19. Active transport is a type of membrane traffic during which the cell must expend energy. The
transport proteins involved are called carrier proteins. ATP supplies the energy for most active
transport.
20. See page 135 in your text for the labeled figure.
Summary
1. Cytoplasmic Na+ binds to the sodium-potassium pump.
2. This stimulates phosphorylation of the pump by ATP.
3. The pump changes shape and releases Na+ to the outside.
4. The new pump shape now has an affinity for K+, and binds them. This triggers the
dephosphorylation of the pump.
5. Loss of the phosphate group restores the protein’s original shape , which has a lower affinity
for K+, releasing it to the other side of the membrane.
6. In the new shape, the pump will now bind Na+ again.
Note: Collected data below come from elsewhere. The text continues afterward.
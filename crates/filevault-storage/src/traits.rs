//! Storage abstraction trait
//!
//! This module defines the capability contract every backend implements. The
//! orchestrator is written against `Storage` only; vendor differences
//! (addressing style, presigning rules, multipart semantics) stay inside the
//! implementations.

use crate::StorageBackend;
use async_trait::async_trait;
use bytes::Bytes;
use filevault_core::AppError;
use futures::Stream;
use serde::{Deserialize, Serialize};
use std::pin::Pin;
use std::time::Duration;
use thiserror::Error;
use tokio::io::AsyncRead;

/// Storage operation errors
#[derive(Debug, Error)]
pub enum StorageError {
    #[error("Upload failed: {0}")]
    UploadFailed(String),

    #[error("Download failed: {0}")]
    DownloadFailed(String),

    #[error("Delete failed: {0}")]
    DeleteFailed(String),

    #[error("Object not found: {0}")]
    NotFound(String),

    #[error("Invalid storage key: {0}")]
    InvalidKey(String),

    #[error("Invalid multipart request: {0}")]
    InvalidMultipart(String),

    #[error("Presign failed: {0}")]
    PresignFailed(String),

    #[error("Storage backend error: {0}")]
    BackendError(String),

    #[error("IO error: {0}")]
    IoError(#[from] std::io::Error),

    #[error("Configuration error: {0}")]
    ConfigError(String),
}

/// Result type for storage operations
pub type StorageResult<T> = Result<T, StorageError>;

/// Backend failures are upstream failures, except requests the caller got
/// wrong (bad key, bad part list).
impl From<StorageError> for AppError {
    fn from(err: StorageError) -> Self {
        match err {
            StorageError::InvalidKey(_) | StorageError::InvalidMultipart(_) => {
                AppError::InvalidInput(err.to_string())
            }
            other => AppError::Storage(other.to_string()),
        }
    }
}

/// Reader consumed by `Storage::upload`.
pub type ByteReader = Pin<Box<dyn AsyncRead + Send + Unpin>>;

/// Chunked object body returned by `Storage::get_object`.
pub type ByteStream = Pin<Box<dyn Stream<Item = Result<Bytes, StorageError>> + Send>>;

/// Response overrides for presigned downloads.
///
/// Not every backend can override the stored content type; all of them honour
/// the disposition.
#[derive(Debug, Clone, Default, PartialEq, Eq)]
pub struct PresignOptions {
    pub content_type: Option<String>,
    pub content_disposition: Option<String>,
}

/// An open multipart session.
#[derive(Debug, Clone, PartialEq, Eq, Serialize, Deserialize)]
pub struct MultipartUpload {
    pub upload_id: String,
    pub key: String,
}

/// A part as reported by the uploader: its number and the ETag the backend
/// returned for its transfer.
#[derive(Debug, Clone, PartialEq, Eq, Serialize, Deserialize)]
pub struct CompletedPart {
    pub part_number: i32,
    pub etag: String,
}

/// Result of a HEAD request.
#[derive(Debug, Clone, PartialEq, Eq)]
pub struct ObjectMeta {
    pub size: u64,
    pub content_type: Option<String>,
}

/// An object opened for streaming.
pub struct ObjectStream {
    pub body: ByteStream,
    pub content_type: Option<String>,
    pub content_length: Option<u64>,
}

/// Storage abstraction trait
///
/// All backends (S3, OSS, local filesystem) implement this trait with the
/// same externally observable semantics. Keys are produced by
/// [`crate::generate_storage_key`] and never contain `..` or a leading `/`.
#[async_trait]
pub trait Storage: Send + Sync {
    /// Transfer the full reader to `key`, setting the content type at write
    /// time. `size` is the caller's declaration and is advisory only.
    async fn upload(
        &self,
        key: &str,
        reader: ByteReader,
        size: u64,
        content_type: &str,
    ) -> StorageResult<()>;

    /// Presigned single-shot PUT URL. The uploader must send exactly
    /// `content_type`, since some backends sign it.
    async fn presign_upload_url(
        &self,
        key: &str,
        expires_in: Duration,
        content_type: &str,
    ) -> StorageResult<String>;

    /// Open a multipart session.
    async fn init_multipart_upload(
        &self,
        key: &str,
        content_type: &str,
    ) -> StorageResult<MultipartUpload>;

    /// Presigned URL for uploading part `part_number` (1-based).
    async fn presign_part_url(
        &self,
        key: &str,
        upload_id: &str,
        part_number: i32,
        expires_in: Duration,
    ) -> StorageResult<String>;

    /// Finalize a multipart session. The backend validates part contiguity
    /// and ETags.
    async fn complete_multipart_upload(
        &self,
        key: &str,
        upload_id: &str,
        parts: &[CompletedPart],
    ) -> StorageResult<()>;

    /// Abandon a multipart session and release its parts. Aborting an
    /// unknown session is not an error.
    async fn abort_multipart_upload(&self, key: &str, upload_id: &str) -> StorageResult<()>;

    /// Presigned GET URL.
    async fn presign_download_url(
        &self,
        key: &str,
        expires_in: Duration,
        options: &PresignOptions,
    ) -> StorageResult<String>;

    /// Remove an object. Deleting a nonexistent key is not an error.
    async fn delete(&self, key: &str) -> StorageResult<()>;

    /// Object metadata, or `None` when the key does not exist.
    async fn head(&self, key: &str) -> StorageResult<Option<ObjectMeta>>;

    /// Open an object for streaming.
    async fn get_object(&self, key: &str) -> StorageResult<ObjectStream>;

    /// Get the storage backend type (diagnostics only)
    fn backend_type(&self) -> StorageBackend;
}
21. See page 135 in your text for the labeled figure.
Examples
Facilitated diffusion with a carrier protein: glucose through glucose transporters
Facilitated diffusion with a channel protein: aquaporins transporting water
Active transport with a carrier protein: sodium-potassium pump
Simple diffusion: movement of oxygen
Concept 7.5 Bulk transport across the plasma membrane occurs by exocytosis and endocytosis
25. Define each of the following, and give a specific cellular example.
exocytosis: The cellular secretion of biological molecules by fusion of vesicles containing them
with the plasma membrane.
endocytosis: Cellular uptake of biological molecules and particulate matter via formation of
vesicles from the plasma membrane.
receptor-mediated endocytosis: The movement of specific molecules into a cell by the inward
budding of vesicles containing proteins with receptor sites specific to the molecules being taken
in; enables a cell to acquire bulk quantities of specific substances.
phagocytosis: A type of endocytosis in which large particulate substances or small organisms
are taken up by a cell. It is carried out by some protists and certain immune cells of animals.
pinocytosis: A type of endocytosis in which the cell ingests extracellular fluid and its dissolved
solutes.
26. A ligand is a molecule that binds specifically to another molecule, usually a larger one.
Human cells use receptor-mediated endocytosis to take in cholesterol for membrane synthesis
and the synthesis of other steroids. Cholesterol travels in the blood in particles called low-density
lipoproteins (LDLs), each a complex of lipids and a protein. LDLs bind to the LDL receptors on
plasma membranes and then enter the cell by endocytosis. The LDLs thus act as ligands.